West of the Mad River, natural forest cover was mostly beech, with scattered elm-ash swamp forest. To the east was mostly mixed oak forest, interspersed with fens and wet prairies.

Much of the forests here have been cleared for agriculture, but more forest cover remains here than in any of the surrounding areas, especially on the steeper slopes. Agriculture is mostly corn and soybeans, with some livestock farming. There is also some mining of sand and gravel. Springfield, OH is the largest city contained entirely within this region, which also includes the northeastern suburbs of Dayton, and numerous small towns.
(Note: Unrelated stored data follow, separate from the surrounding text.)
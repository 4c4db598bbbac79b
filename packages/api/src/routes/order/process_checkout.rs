use std::collections::HashMap;

use axum::{Extension, Json, extract::State};
use chrono::Utc;
use sea_orm::{
    ActiveModelTrait, ColumnTrait, DatabaseConnection, EntityTrait, JoinType, QueryFilter,
    QuerySelect, RelationTrait, Set, TransactionTrait,
};
use serde::{Deserialize, Serialize};

use crate::{
    bad_request,
    entity::{order, order_item, product, product_size, sea_orm_active_enums::OrderStatus, size},
    error::ApiError,
    internal,
    middleware::jwt::AppUser,
    state::AppState,
};

/// A size reference in a cart line. The storefront JS sends numeric ids,
/// but size names ("M", "L") are accepted as well.
#[derive(Debug, Clone, Deserialize)]
#[serde(untagged)]
pub enum SizeRef {
    Id(i32),
    Name(String),
}

fn default_quantity() -> i32 {
    1
}

#[derive(Debug, Deserialize)]
pub struct CheckoutItem {
    pub product_id: i32,
    pub size_id: SizeRef,
    #[serde(default = "default_quantity")]
    pub quantity: i32,
}

#[derive(Debug, Deserialize)]
pub struct CheckoutRequest {
    #[serde(default)]
    pub receiver: String,
    #[serde(default)]
    pub phone: String,
    #[serde(default)]
    pub address: String,
    #[serde(default)]
    pub note: Option<String>,
    #[serde(default)]
    pub items: Vec<CheckoutItem>,
    /// Client-side total. Informational only; the order total is recomputed
    /// from the resolved lines.
    #[serde(default)]
    pub total_amount: f64,
}

#[derive(Debug, Serialize)]
pub struct CheckoutResponse {
    pub status: String,
    pub message: String,
    pub order_id: i32,
}

struct ResolvedLine {
    variant: product_size::Model,
    unit_price: f64,
    quantity: i32,
}

async fn resolve_variant(
    txn: &sea_orm::DatabaseTransaction,
    item: &CheckoutItem,
) -> Result<Option<product_size::Model>, ApiError> {
    let select =
        product_size::Entity::find().filter(product_size::Column::ProductId.eq(item.product_id));

    let variant = match &item.size_id {
        SizeRef::Id(size_id) => {
            select
                .filter(product_size::Column::SizeId.eq(*size_id))
                .one(txn)
                .await?
        }
        SizeRef::Name(name) => {
            select
                .join(JoinType::InnerJoin, product_size::Relation::Size.def())
                .filter(size::Column::Name.eq(name.trim()))
                .one(txn)
                .await?
        }
    };

    Ok(variant)
}

/// Place an order for a cart within a single transaction.
///
/// Every line is resolved to a ProductSize and checked against stock before
/// anything is written; on any failure the transaction is dropped without a
/// commit, so no partial order can ever be observed. The order total is the
/// sum of the lines at the products' current prices, which become the
/// per-item snapshots.
pub(crate) async fn place_order(
    db: &DatabaseConnection,
    user_id: i32,
    req: CheckoutRequest,
) -> Result<order::Model, ApiError> {
    let receiver = req.receiver.trim().to_string();
    let phone = req.phone.trim().to_string();
    let address = req.address.trim().to_string();
    let note = req
        .note
        .as_deref()
        .map(str::trim)
        .filter(|n| !n.is_empty())
        .map(str::to_string);

    if receiver.is_empty() || phone.is_empty() || address.is_empty() {
        return Err(bad_request!("Please fill in receiver, phone and address"));
    }
    if req.items.is_empty() {
        return Err(bad_request!("Cart is empty"));
    }

    let txn = db.begin().await?;
    let now = Utc::now().naive_utc();

    // Resolve and validate every line before writing anything. Reserved
    // quantities are accumulated per variant so duplicate lines for the same
    // (product, size) pair are checked against stock together.
    let mut lines: Vec<ResolvedLine> = Vec::with_capacity(req.items.len());
    let mut reserved: HashMap<i32, (product_size::Model, i32)> = HashMap::new();
    let mut total_amount = 0.0;

    for item in &req.items {
        if item.quantity <= 0 {
            return Err(bad_request!("Quantities must be positive"));
        }

        let variant = resolve_variant(&txn, item)
            .await?
            .ok_or_else(|| bad_request!("Product or size does not exist"))?;

        let product = product::Entity::find_by_id(variant.product_id)
            .one(&txn)
            .await?
            .ok_or_else(|| internal!("Variant {} has no product", variant.id))?;

        let entry = reserved
            .entry(variant.id)
            .or_insert_with(|| (variant.clone(), 0));
        entry.1 += item.quantity;

        if entry.1 > variant.quantity {
            let size_name = size::Entity::find_by_id(variant.size_id)
                .one(&txn)
                .await?
                .map(|s| s.name)
                .unwrap_or_default();
            return Err(bad_request!(
                "Product {} (size {}) has insufficient stock: {} left",
                product.name,
                size_name,
                variant.quantity
            ));
        }

        total_amount += product.price * item.quantity as f64;
        lines.push(ResolvedLine {
            unit_price: product.price,
            quantity: item.quantity,
            variant,
        });
    }

    let placed = order::ActiveModel {
        user_id: Set(user_id),
        receiver: Set(receiver),
        phone: Set(phone),
        address: Set(address),
        note: Set(note),
        total_amount: Set(total_amount),
        status: Set(OrderStatus::Pending),
        created_at: Set(now),
        updated_at: Set(now),
        ..Default::default()
    }
    .insert(&txn)
    .await?;

    for line in &lines {
        order_item::ActiveModel {
            order_id: Set(placed.id),
            product_size_id: Set(line.variant.id),
            quantity: Set(line.quantity),
            price: Set(line.unit_price),
            ..Default::default()
        }
        .insert(&txn)
        .await?;
    }

    for (variant, quantity) in reserved.into_values() {
        let remaining = variant.quantity - quantity;
        let mut active: product_size::ActiveModel = variant.into();
        active.quantity = Set(remaining);
        active.update(&txn).await?;
    }

    txn.commit().await?;
    Ok(placed)
}

#[tracing::instrument(name = "POST /orders/process-checkout", skip(state, user, req))]
pub async fn process_checkout(
    State(state): State<AppState>,
    Extension(user): Extension<AppUser>,
    Json(req): Json<CheckoutRequest>,
) -> Result<Json<CheckoutResponse>, ApiError> {
    let user_id = user.user_id()?;
    let order = place_order(&state.db, user_id, req).await?;

    Ok(Json(CheckoutResponse {
        status: "success".to_string(),
        message: "Order placed successfully".to_string(),
        order_id: order.id,
    }))
}

#[cfg(test)]
mod tests {
    use axum::http::StatusCode;
    use sea_orm::{ActiveModelTrait, EntityTrait, PaginatorTrait, Set};

    use super::*;
    use crate::test_support::{self, Seeded};

    fn request(items: Vec<CheckoutItem>) -> CheckoutRequest {
        CheckoutRequest {
            receiver: "Alice".into(),
            phone: "0123456789".into(),
            address: "1 Main Street".into(),
            note: None,
            items,
            total_amount: 0.0,
        }
    }

    fn line(seeded: &Seeded, size_id: i32, quantity: i32) -> CheckoutItem {
        CheckoutItem {
            product_id: seeded.product.id,
            size_id: SizeRef::Id(size_id),
            quantity,
        }
    }

    #[tokio::test]
    async fn checkout_decrements_stock_and_totals_lines() {
        let db = test_support::setup_db().await;
        let seeded = test_support::seed_catalog(&db).await;
        let user = test_support::seed_user(&db, "alice", false).await;

        let mut req = request(vec![
            line(&seeded, seeded.size_m.id, 2),
            line(&seeded, seeded.size_l.id, 1),
        ]);
        // A lying client total must not be trusted.
        req.total_amount = 1.0;

        let order = place_order(&db, user.id, req).await.unwrap();
        assert_eq!(order.status, OrderStatus::Pending);
        assert_eq!(order.total_amount, seeded.product.price * 3.0);

        let m = product_size::Entity::find_by_id(seeded.variant_m.id)
            .one(&db)
            .await
            .unwrap()
            .unwrap();
        let l = product_size::Entity::find_by_id(seeded.variant_l.id)
            .one(&db)
            .await
            .unwrap()
            .unwrap();
        assert_eq!(m.quantity, seeded.variant_m.quantity - 2);
        assert_eq!(l.quantity, seeded.variant_l.quantity - 1);
    }

    #[tokio::test]
    async fn insufficient_stock_rolls_back_everything() {
        let db = test_support::setup_db().await;
        let seeded = test_support::seed_catalog(&db).await;
        let user = test_support::seed_user(&db, "alice", false).await;

        let req = request(vec![
            line(&seeded, seeded.size_m.id, 1),
            line(&seeded, seeded.size_l.id, seeded.variant_l.quantity + 1),
        ]);

        let err = place_order(&db, user.id, req).await.unwrap_err();
        assert_eq!(err.status(), StatusCode::BAD_REQUEST);

        // Nothing committed: no order, no items, stock untouched.
        assert_eq!(order::Entity::find().count(&db).await.unwrap(), 0);
        assert_eq!(order_item::Entity::find().count(&db).await.unwrap(), 0);
        let m = product_size::Entity::find_by_id(seeded.variant_m.id)
            .one(&db)
            .await
            .unwrap()
            .unwrap();
        assert_eq!(m.quantity, seeded.variant_m.quantity);
    }

    #[tokio::test]
    async fn duplicate_lines_are_checked_against_stock_together() {
        let db = test_support::setup_db().await;
        let seeded = test_support::seed_catalog(&db).await;
        let user = test_support::seed_user(&db, "alice", false).await;

        // Each line fits individually but not combined.
        let quantity = seeded.variant_m.quantity;
        let req = request(vec![
            line(&seeded, seeded.size_m.id, quantity),
            line(&seeded, seeded.size_m.id, 1),
        ]);

        let err = place_order(&db, user.id, req).await.unwrap_err();
        assert_eq!(err.status(), StatusCode::BAD_REQUEST);
        assert_eq!(order::Entity::find().count(&db).await.unwrap(), 0);
    }

    #[tokio::test]
    async fn size_may_be_referenced_by_name() {
        let db = test_support::setup_db().await;
        let seeded = test_support::seed_catalog(&db).await;
        let user = test_support::seed_user(&db, "alice", false).await;

        let req = request(vec![CheckoutItem {
            product_id: seeded.product.id,
            size_id: SizeRef::Name("M".into()),
            quantity: 1,
        }]);

        let order = place_order(&db, user.id, req).await.unwrap();
        let items = order_item::Entity::find().all(&db).await.unwrap();
        assert_eq!(items.len(), 1);
        assert_eq!(items[0].order_id, order.id);
        assert_eq!(items[0].product_size_id, seeded.variant_m.id);
    }

    #[tokio::test]
    async fn item_price_is_a_snapshot() {
        let db = test_support::setup_db().await;
        let seeded = test_support::seed_catalog(&db).await;
        let user = test_support::seed_user(&db, "alice", false).await;

        let original_price = seeded.product.price;
        let req = request(vec![line(&seeded, seeded.size_m.id, 1)]);
        place_order(&db, user.id, req).await.unwrap();

        let mut active: product::ActiveModel = seeded.product.into();
        active.price = Set(original_price * 2.0);
        active.update(&db).await.unwrap();

        let items = order_item::Entity::find().all(&db).await.unwrap();
        assert_eq!(items[0].price, original_price);
    }

    #[tokio::test]
    async fn blank_shipping_fields_and_empty_carts_are_rejected() {
        let db = test_support::setup_db().await;
        let seeded = test_support::seed_catalog(&db).await;
        let user = test_support::seed_user(&db, "alice", false).await;

        let mut req = request(vec![line(&seeded, seeded.size_m.id, 1)]);
        req.receiver = "   ".into();
        let err = place_order(&db, user.id, req).await.unwrap_err();
        assert_eq!(err.status(), StatusCode::BAD_REQUEST);

        let err = place_order(&db, user.id, request(vec![])).await.unwrap_err();
        assert_eq!(err.status(), StatusCode::BAD_REQUEST);

        let req = request(vec![line(&seeded, seeded.size_m.id, 0)]);
        let err = place_order(&db, user.id, req).await.unwrap_err();
        assert_eq!(err.status(), StatusCode::BAD_REQUEST);
    }

    #[tokio::test]
    async fn unknown_variants_are_rejected() {
        let db = test_support::setup_db().await;
        let seeded = test_support::seed_catalog(&db).await;
        let user = test_support::seed_user(&db, "alice", false).await;

        let req = request(vec![CheckoutItem {
            product_id: seeded.product.id,
            size_id: SizeRef::Name("XXL".into()),
            quantity: 1,
        }]);
        let err = place_order(&db, user.id, req).await.unwrap_err();
        assert_eq!(err.status(), StatusCode::BAD_REQUEST);
    }
}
There are some small protected wild areas, mainly of wetlands.

This region is bordered to the east by the Darby Plains, and has a small border to the northeast with the Clayey High Lime Till Plains. In all other directions, northwest, west, and south, it is surrounded by the Loamy High Lime Till Plains.

References

1. Woods, A.J, Omernik, J.M., Brockman, C.S., Gerber, T.D., Hosteter, W.D., Azevedo, S.H. "Ecoregions of Indiana and Ohio (Poster)", US Geological Survey (1998) Web.